Grazie alla mollica consistente è inoltre un ottimo pane da tavola per accompagnare piatti ricchi di sugo.

Conservazione

Una volta completamente raffreddato, conservate il pane in un sacchetto di carta inserito all’interno di un sacchetto di stoffa. In questo modo la crosta manterrà meglio la propria consistenza.

A temperatura ambiente può conservarsi per circa 2-3 giorni.

Potete anche tagliare la pagnotta a fette e congelarla. Separate le fette con piccoli pezzi di carta da forno e sistematele in un sacchetto adatto al congelatore.

Al momento del bisogno potranno essere riscaldate direttamente nel tostapane o per pochi minuti nel forno.

Domande frequenti

Posso utilizzare solamente farina integrale?

Sì, ma il pane risulterà generalmente più compatto. La combinazione con farina tipo 0 facilita lo sviluppo della struttura e permette di ottenere una mollica più leggera.

Perché il mio pane integrale è troppo compatto?

Le cause più comuni sono un impasto poco idratato, una lievitazione insufficiente oppure l’aggiunta di troppa farina durante la lavorazione.

Posso utilizzare lievito di birra secco?

Sì. Al posto di 5 g di lievito fresco potete utilizzare circa 1,5-2 g di lievito di birra secco, tenendo conto anche delle indicazioni riportate sulla confezione.

Perché bisogna aspettare prima di tagliare il pane?

La mollica continua a stabilizzarsi dopo la cottura. Tagliare immediatamente una pagnotta calda può renderne l’interno umido e leggermente gommoso.

Posso cuocerlo in una pentola di ghisa?

Sì. Una pentola di ghisa preriscaldata con coperchio permette di trattenere naturalmente il vapore durante la prima parte della cottura. Il coperchio può essere rimosso negli ultimi 20-25 minuti per favorire la doratura.

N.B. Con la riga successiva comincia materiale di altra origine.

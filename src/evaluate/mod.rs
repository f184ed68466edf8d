//! Candidate scoring: penalties, costs, and the objective function.
//!
//! [`CandidateEvaluator`] is the optimiser's objective: it applies a
//! candidate vector to a scenario, runs the dispatch model, combines
//! annualised costs with cubic constraint penalties, and optionally appends
//! a trace row per evaluation.

mod constraints;
mod cost;
mod evaluator;
mod penalties;
mod trace;

pub use constraints::{ConstraintSet, PenaltyReport, Reason, ReasonMask};
pub use cost::{symmetrise_exchanges, CostEvaluator, FitnessResult};
pub use evaluator::CandidateEvaluator;
pub use trace::TraceWriter;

Pane di Lariano, il carattere rustico del Lazio

Il Pane di Lariano con Farina Integrale è un pane dal gusto deciso, pensato per chi apprezza una crosta consistente e una mollica profumata di cereali. La combinazione delle farine, la buona idratazione e una lievitazione paziente permettono di ottenere anche nel forno domestico una pagnotta rustica e fragrante.

Preparato con attenzione e lasciato raffreddare completamente prima del taglio, è ideale per la tavola quotidiana, per le bruschette e per accompagnare i sapori intensi della cucina laziale.